Both the complete data set and the subset have these files generated for evaluation and use in the calculator (specifically the subgroup models). Between the training of full set and subset datasets, WEKA's attribute selection was used to identify the attributes that will be included in the subset.
Class diagrams
These are averaged (the ensemble voting technique) and set to the corresponding fields of the WekaData object. Again, the inferior representation of the later years in the data set is one of the. All visitors of the BOSOM application are also allowed to use the BOSOM Calculator.
This demonstrates the usefulness of the BOSOM calculator in the context of its variables and their predictions. Source Code 43: Results Buffer of a Subset Alternating Decision Tree Model for Predicting Two-Year Breast Cancer Survival. Source Code 44: Results Buffer of a Subset Dataset Alternating Decision Tree Model for Predicting Four-Year Breast Cancer Survival.
Source Code 45: Results Buffer of a Subset Alternating Decision Tree Model for Predicting Six-Year Breast Cancer Survival. Source Code 46: Results Buffer of a Subset Alternating Decision Tree Model for Predicting Eight-Year Breast Cancer Survival. Source Code 47: Results Buffer of a Subset Decision Tree Model for Predicting Ten-Year Breast Cancer Survival.
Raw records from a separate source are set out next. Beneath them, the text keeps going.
//! PoW target accounting: chain work, retargeting and the proof check
//! itself.
//!
//! Hashing uses `scrypt` the way `algorithms::yescrypt` hashes mining input:
//! header bytes are salted with themselves and fed through scrypt with fixed
//! parameters, producing a 32-byte digest. The parameters here
//! (`N=1024, r=1, p=1`) are deliberately lighter than the teacher's mining
//! defaults (`N=4096, r=8, p=1`) since this crate only verifies proofs, never
//! mines them, and a verification-only workload does not need the teacher's
//! anti-ASIC memory budget.

use crate::hash::Hash;
use num_bigint::BigUint;
use scrypt::{scrypt, Params as ScryptParams};

pub const BLOCKS_PER_RETARGET: u64 = 2016;
pub const TARGET_SECONDS_PER_BLOCK: u64 = 150;
pub const TARGET_TIMESPAN: u64 = BLOCKS_PER_RETARGET * TARGET_SECONDS_PER_BLOCK;

const SCRYPT_LOG_N: u8 = 10; // log2(1024)
const SCRYPT_R: u32 = 1;
const SCRYPT_P: u32 = 1;

/// Scrypt-hash of a block content hash salted with nonce, used both to mine
/// and to verify. Returns the digest interpreted as a big-endian u64 from its
/// first 8 bytes, which is what gets compared against the target.
fn pow_digest(content_hash: &Hash, nonce: u64) -> [u8; 32] {
    let mut input = content_hash.bytes().to_vec();
    input.extend_from_slice(&nonce.to_le_bytes());

    let params = ScryptParams::new(SCRYPT_LOG_N, SCRYPT_R, SCRYPT_P, 32)
        .expect("fixed scrypt parameters are always valid");

    let mut out = [0u8; 32];
    scrypt(&input, content_hash.bytes(), &params, &mut out)
        .expect("fixed-length scrypt output buffer always succeeds");
    out
}

fn digest_leading_u64(digest: &[u8; 32]) -> u64 {
    let mut b = [0u8; 8];
    b.copy_from_slice(&digest[..8]);
    u64::from_be_bytes(b)
}

/// True if the scrypt digest of `(content_hash, nonce)` is at or below `target`.
pub fn check_proof_of_work(content_hash: &Hash, nonce: u64, target: u64) -> bool {
    digest_leading_u64(&pow_digest(content_hash, nonce)) <= target
}

/// Chain work contributed by a block with the given target. Smaller targets
/// represent harder-to-find proofs and therefore more work; this is the
/// quantity accumulated along a chain to pick the best tip.
pub fn work(target: u64) -> BigUint {
    let denom = BigUint::from(target.saturating_add(1));
    (BigUint::from(u64::MAX) + BigUint::from(1u8)) / denom
}

/// Bitcoin-style retarget: every `BLOCKS_PER_RETARGET` blocks, scale the
/// previous target by `actual_timespan / TARGET_TIMESPAN`, clamped to
/// [1/4x, 4x] of the previous target so a single retarget step cannot move
/// difficulty more than 4x in either direction.
///
/// `height` is the height of the block this target will apply to;
/// `last_header_time` is the timestamp of its immediate parent,
/// `first_retarget_header_time` is the timestamp of the block
/// `BLOCKS_PER_RETARGET` heights back from the parent (the start of the
/// window being closed out).
pub fn calc_next_required_difficulty(
    previous_target: u64,
    height: u64,
    last_header_time: u64,
    first_retarget_header_time: u64,
) -> u64 {
    if height % BLOCKS_PER_RETARGET != 0 {
        return previous_target;
    }

    let actual_timespan = last_header_time.saturating_sub(first_retarget_header_time);
    let clamped = actual_timespan
        .max(TARGET_TIMESPAN / 4)
        .min(TARGET_TIMESPAN * 4);

    let scaled = (previous_target as u128 * clamped as u128) / TARGET_TIMESPAN as u128;
    scaled.min(u64::MAX as u128) as u64
}

#[cfg(test)]
mod tests {
    use super::*;

    #[test]
    fn work_is_monotone_in_target() {
        let small_target = work(1000);
        let large_target = work(2_000_000);
        assert!(small_target > large_target);
    }

    #[test]
    fn retarget_only_fires_on_boundary() {
        let t = calc_next_required_difficulty(1_000_000, 2015, 1000, 0);
        assert_eq!(t, 1_000_000);
    }

    #[test]
    fn retarget_clamps_to_quarter_and_quadruple() {
        // actual timespan way under target: clamp to 1/4 window, target shrinks to 1/4.
        let shrunk = calc_next_required_difficulty(1_000_000, BLOCKS_PER_RETARGET, 1, 0);
        assert_eq!(shrunk, 250_000);

        // actual timespan way over target: clamp to 4x window, target grows to 4x.
        let grown = calc_next_required_difficulty(
            1_000_000,
            BLOCKS_PER_RETARGET,
            TARGET_TIMESPAN * 100,
            0,
        );
        assert_eq!(grown, 4_000_000);
    }

    #[test]
    fn proof_check_is_deterministic() {
        let h = Hash::sha3(b"block-content");
        let a = check_proof_of_work(&h, 7, u64::MAX);
        let b = check_proof_of_work(&h, 7, u64::MAX);
        assert_eq!(a, b);
        assert!(a, "target u64::MAX accepts any digest");
    }

    #[test]
    fn proof_check_rejects_too_small_target() {
        let h = Hash::sha3(b"block-content");
        assert!(!check_proof_of_work(&h, 7, 0));
    }
}
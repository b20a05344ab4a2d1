//! Proof-of-work envelope.
//!
//! The original chain represented a block's proof as a dynamically dispatched
//! `Proof` interface so alternative consensus algorithms could be swapped in.
//! This crate only ever carries one variant (scrypt-based PoW), so the
//! interface collapses to a small tagged enum with a dispatch table — the
//! shape stays open for a future variant without touching call sites in
//! `validation` or `chain`. The tagging is in-memory only: spec §3/§6 pin the
//! PoW proof's external byte layout at exactly 16 bytes
//! (`target:u64(LE) ‖ nonce:u64(LE)`), so `bytes`/`from_bytes` carry no
//! discriminant — a future variant would need its own wire-compatible framing
//! decision, not a byte tag bolted onto this one.

use crate::difficulty;
use crate::hash::Hash;
use crate::wire;
use std::io::{self, Write};

/// A block's proof of work: the retarget target and the nonce that satisfies it.
#[derive(Debug, Clone, Copy, PartialEq, Eq)]
pub enum Proof {
    Pow { target: u64, nonce: u64 },
}

impl Proof {
    /// `target:u64(LE) ‖ nonce:u64(LE)`, 16 bytes (spec §3/§6).
    pub const ENCODED_SIZE: usize = 16;

    pub fn bytes(&self) -> Vec<u8> {
        let mut out = Vec::with_capacity(Self::ENCODED_SIZE);
        match self {
            Proof::Pow { target, nonce } => {
                out.extend_from_slice(&target.to_le_bytes());
                out.extend_from_slice(&nonce.to_le_bytes());
            }
        }
        out
    }

    pub fn from_bytes(buf: &[u8]) -> io::Result<Proof> {
        let mut cur = buf;
        let target = wire::read_u64(&mut cur)?;
        let nonce = wire::read_u64(&mut cur)?;
        Ok(Proof::Pow { target, nonce })
    }

    pub fn encode(&self, w: &mut impl Write) -> io::Result<()> {
        w.write_all(&self.bytes())
    }

    /// Produces the proof a child block should target, given the ancestor
    /// chain needed to retarget (spec §5: retarget every `BLOCKS_PER_RETARGET`
    /// blocks).
    pub fn hint_next_proof(
        &self,
        height: u64,
        last_header_time: u64,
        first_retarget_header_time: u64,
    ) -> Proof {
        match self {
            Proof::Pow { target, .. } => {
                let next_target = difficulty::calc_next_required_difficulty(
                    *target,
                    height,
                    last_header_time,
                    first_retarget_header_time,
                );
                Proof::Pow {
                    target: next_target,
                    nonce: 0,
                }
            }
        }
    }

    /// Validates that this proof actually satisfies its own target, for the
    /// given block content hash.
    pub fn validate(&self, content_hash: &Hash) -> bool {
        match self {
            Proof::Pow { target, nonce } => {
                difficulty::check_proof_of_work(content_hash, *nonce, *target)
            }
        }
    }

    pub fn target(&self) -> u64 {
        match self {
            Proof::Pow { target, .. } => *target,
        }
    }
}

#[cfg(test)]
mod tests {
    use super::*;

    #[test]
    fn bytes_roundtrip() {
        let p = Proof::Pow {
            target: 0x00ff_ffff_ffff_ffff,
            nonce: 424242,
        };
        let encoded = p.bytes();
        assert_eq!(encoded.len(), Proof::ENCODED_SIZE);
        let back = Proof::from_bytes(&encoded).unwrap();
        assert_eq!(p, back);
    }

    #[test]
    fn short_buffer_is_rejected() {
        let buf = vec![9u8; Proof::ENCODED_SIZE - 1];
        assert!(Proof::from_bytes(&buf).is_err());
    }
}
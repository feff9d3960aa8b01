//! Structured logging setup for the snipkit CLI
//!
//! Supports pretty and JSON output with level precedence
//! CLI arguments > configuration file > defaults.

use tracing_subscriber::{fmt::time::ChronoLocal, EnvFilter};

use crate::config::Config;
use crate::types::Result;

/// Log level enum values as strings for configuration
pub mod level {
    pub const TRACE: &str = "trace";
    pub const DEBUG: &str = "debug";
    pub const INFO: &str = "info";
    pub const WARN: &str = "warn";
    pub const ERROR: &str = "error";
}

/// Log format enum values as strings for configuration
pub mod format {
    pub const JSON: &str = "json";
    pub const PRETTY: &str = "pretty";
}

/// Initialize the global tracing subscriber
///
/// # Precedence
///
/// 1. CLI arguments (highest priority)
/// 2. Configuration file
/// 3. Default values (lowest priority)
pub fn init(log_level_override: Option<&str>, config: Option<&Config>) -> Result<()> {
    let log_level = if let Some(level) = log_level_override {
        level
    } else if let Some(config) = config {
        &config.logging.level
    } else {
        level::INFO
    };

    let log_format = if let Some(config) = config {
        config.logging.format.as_str()
    } else {
        format::PRETTY
    };

    let env_filter =
        EnvFilter::try_from_default_env().unwrap_or_else(|_| EnvFilter::new(log_level));

    let timer = ChronoLocal::new("%Y-%m-%d %H:%M:%S%.3f".to_string());

    match log_format {
        format::JSON => {
            tracing_subscriber::fmt()
                .json()
                .with_timer(timer)
                .with_env_filter(env_filter)
                .with_target(false)
                .with_current_span(true)
                .with_span_list(false)
                .init();
        }
        _ => {
            tracing_subscriber::fmt()
                .with_timer(timer)
                .with_env_filter(env_filter)
                .with_target(false)
                .with_file(false)
                .with_line_number(false)
                .init();
        }
    }

    Ok(())
}

#[cfg(test)]
mod tests {
    use super::*;

    #[test]
    fn test_level_constants() {
        assert_eq!(level::TRACE, "trace");
        assert_eq!(level::DEBUG, "debug");
        assert_eq!(level::INFO, "info");
        assert_eq!(level::WARN, "warn");
        assert_eq!(level::ERROR, "error");
    }

    #[test]
    fn test_format_constants() {
        assert_eq!(format::JSON, "json");
        assert_eq!(format::PRETTY, "pretty");
    }
}
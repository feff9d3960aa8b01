use regex::Regex;
use serde::{Deserialize, Serialize};
use std::process::Stdio;
use tokio::process::Command;
use tracing::debug;

use crate::types::{ExecutionError, Result};

/// A template field declared by a step, optionally carrying a default
/// value recorded during authoring. Serialized either as a bare name or
/// as an object with a default.
#[derive(Debug, Clone, Serialize, Deserialize, PartialEq, Eq)]
#[serde(untagged)]
pub enum TemplateField {
    Name(String),
    WithDefault {
        name: String,
        #[serde(default)]
        default: String,
    },
}

impl TemplateField {
    pub fn new(name: impl Into<String>, default: Option<String>) -> Self {
        match default {
            Some(default) if !default.is_empty() => Self::WithDefault {
                name: name.into(),
                default,
            },
            _ => Self::Name(name.into()),
        }
    }

    pub fn name(&self) -> &str {
        match self {
            Self::Name(name) => name,
            Self::WithDefault { name, .. } => name,
        }
    }

    /// Stored default value, empty string if none was recorded
    pub fn default_value(&self) -> &str {
        match self {
            Self::Name(_) => "",
            Self::WithDefault { default, .. } => default,
        }
    }
}

/// One unit of a snippet: a compound command plus metadata
///
/// `command` may contain `&&`-joined sub-commands and `{{field}}`
/// placeholders. `template_fields` lists the distinct fields referenced by
/// the command, in first-occurrence order; every listed name must occur as
/// a placeholder in the command.
#[derive(Debug, Clone, Serialize, Deserialize, PartialEq, Eq)]
pub struct Step {
    pub command: String,
    #[serde(default, skip_serializing_if = "String::is_empty")]
    pub description: String,
    #[serde(default)]
    pub execute_concurrent: bool,
    #[serde(default)]
    pub template_fields: Vec<TemplateField>,
}

impl Step {
    pub fn new(command: impl Into<String>) -> Self {
        Self {
            command: command.into(),
            description: String::new(),
            execute_concurrent: false,
            template_fields: Vec::new(),
        }
    }

    /// Run a fully resolved compound command line
    ///
    /// The line is split on the literal `&&` delimiter; each segment is
    /// whitespace-tokenized into a program and its arguments and run with
    /// inherited stdio, strictly in order. The first segment that fails to
    /// start or exits non-zero aborts the step; remaining segments are
    /// skipped.
    ///
    /// Known limitation: segments are tokenized on whitespace with no
    /// shell quoting support, so quoted arguments containing spaces are
    /// mis-tokenized.
    pub async fn run(resolved_command: &str) -> Result<()> {
        for segment in resolved_command.split("&&") {
            let segment = segment.trim();
            let mut tokens = segment.split_whitespace();
            let program = tokens.next().ok_or(ExecutionError::EmptyCommand)?;

            debug!(command = %segment, "running command segment");

            let status = Command::new(program)
                .args(tokens)
                .stdin(Stdio::inherit())
                .stdout(Stdio::inherit())
                .stderr(Stdio::inherit())
                .status()
                .await
                .map_err(|e| ExecutionError::StartFailed {
                    command: segment.to_string(),
                    source: e,
                })?;

            if !status.success() {
                return Err(match status.code() {
                    Some(code) => ExecutionError::NonZeroExit {
                        command: segment.to_string(),
                        code,
                    },
                    None => ExecutionError::Terminated {
                        command: segment.to_string(),
                    },
                }
                .into());
            }
        }

        Ok(())
    }
}

/// Extract the distinct `{{field}}` names referenced by a command, in
/// first-occurrence order
pub fn template_fields_of(command: &str) -> Vec<String> {
    let placeholder =
        Regex::new(r"\{\{\s*([A-Za-z_][A-Za-z0-9_-]*)\s*\}\}").expect("placeholder regex");

    let mut names = Vec::new();
    for capture in placeholder.captures_iter(command) {
        let name = capture[1].to_string();
        if !names.contains(&name) {
            names.push(name);
        }
    }
    names
}
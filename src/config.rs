use serde::{Deserialize, Serialize};
use std::path::{Path, PathBuf};

use crate::types::{ConfigError, Result};

/// Top-level configuration for the snipkit CLI
#[derive(Debug, Clone, Serialize, Deserialize, Default)]
pub struct Config {
    #[serde(default)]
    pub storage: StorageConfig,
    #[serde(default)]
    pub finder: FinderConfig,
    #[serde(default)]
    pub logging: LoggingConfig,
}

#[derive(Debug, Clone, Serialize, Deserialize)]
pub struct StorageConfig {
    #[serde(default = "default_snippets_dir")]
    pub snippets_dir: String,
}

#[derive(Debug, Clone, Serialize, Deserialize, Default)]
pub struct FinderConfig {
    /// External fuzzy-finder command used when no snippet title is given,
    /// e.g. "fzf" or "peco". Snippet titles are piped to its stdin and the
    /// selected title is read from its stdout.
    #[serde(default)]
    pub filter_cmd: Option<String>,
}

#[derive(Debug, Clone, Serialize, Deserialize)]
pub struct LoggingConfig {
    #[serde(default = "default_log_level")]
    pub level: String,
    #[serde(default = "default_log_format")]
    pub format: String,
}

impl Default for StorageConfig {
    fn default() -> Self {
        Self {
            snippets_dir: default_snippets_dir(),
        }
    }
}

impl Default for LoggingConfig {
    fn default() -> Self {
        Self {
            level: default_log_level(),
            format: default_log_format(),
        }
    }
}

fn home_dir() -> PathBuf {
    std::env::var_os("HOME")
        .map(PathBuf::from)
        .unwrap_or_else(|| PathBuf::from("."))
}

fn default_snippets_dir() -> String {
    home_dir().join(".snipkit/snippets").display().to_string()
}

fn default_log_level() -> String {
    "info".to_string()
}

fn default_log_format() -> String {
    "pretty".to_string()
}

/// Default location of the config file
pub fn default_config_path() -> PathBuf {
    home_dir().join(".config/snipkit/config.toml")
}

impl Config {
    /// Load configuration from a TOML file, failing if the file is missing
    pub fn load_from_file<P: AsRef<Path>>(path: P) -> Result<Self> {
        let path = path.as_ref();
        if !path.exists() {
            return Err(ConfigError::FileNotFound {
                path: path.display().to_string(),
            }
            .into());
        }

        let content = std::fs::read_to_string(path)?;
        let config: Config = toml::from_str(&content).map_err(ConfigError::ParseError)?;
        Ok(config)
    }

    /// Load configuration, falling back to defaults when the file is absent
    pub fn load_or_default<P: AsRef<Path>>(path: P) -> Result<Self> {
        if path.as_ref().exists() {
            Self::load_from_file(path)
        } else {
            Ok(Self::default())
        }
    }
}

#[cfg(test)]
mod tests {
    use super::*;
    use std::io::Write;
    use tempfile::NamedTempFile;

    fn create_temp_file(content: &str) -> NamedTempFile {
        let mut file = NamedTempFile::new().unwrap();
        file.write_all(content.as_bytes()).unwrap();
        file.flush().unwrap();
        file
    }

    #[test]
    fn test_config_complete() {
        let config_toml = r#"
[storage]
snippets_dir = "/tmp/snippets"

[finder]
filter_cmd = "fzf"

[logging]
level = "debug"
format = "json"
        "#;

        let config: Config = toml::from_str(config_toml).unwrap();

        assert_eq!(config.storage.snippets_dir, "/tmp/snippets");
        assert_eq!(config.finder.filter_cmd, Some("fzf".to_string()));
        assert_eq!(config.logging.level, "debug");
        assert_eq!(config.logging.format, "json");
    }

    #[test]
    fn test_config_minimal_applies_defaults() {
        let config: Config = toml::from_str("").unwrap();

        assert!(config.storage.snippets_dir.ends_with(".snipkit/snippets"));
        assert_eq!(config.finder.filter_cmd, None);
        assert_eq!(config.logging.level, "info");
        assert_eq!(config.logging.format, "pretty");
    }

    #[test]
    fn test_load_missing_file() {
        let result = Config::load_from_file("/nonexistent/path/config.toml");
        match result {
            Err(crate::types::Error::Config(ConfigError::FileNotFound { path })) => {
                assert_eq!(path, "/nonexistent/path/config.toml");
            }
            _ => panic!("Expected FileNotFound error"),
        }
    }

    #[test]
    fn test_load_or_default_missing_file() {
        let config = Config::load_or_default("/nonexistent/path/config.toml").unwrap();
        assert_eq!(config.logging.level, "info");
    }

    #[test]
    fn test_load_invalid_toml() {
        let file = create_temp_file("[storage\nsnippets_dir = \"x\"");
        let result = Config::load_from_file(file.path());

        match result {
            Err(crate::types::Error::Config(ConfigError::ParseError(_))) => {}
            _ => panic!("Expected ParseError"),
        }
    }
}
Source code 48: Random forest model results buffer of subset data for predicting two-year breast cancer survival. Source code 49: Random forest model score buffer of subset data for predicting breast cancer four-year survival. Source code 50: Random forest model output buffer of subset data for predicting six-year breast cancer survival.
Source code 51: Result buffer of the random forest model of the subset dataset for predicting eight-year breast cancer survival. Source code 52: Result buffer of the random forest model of the subset dataset for predicting 10-year survival of breast cancer.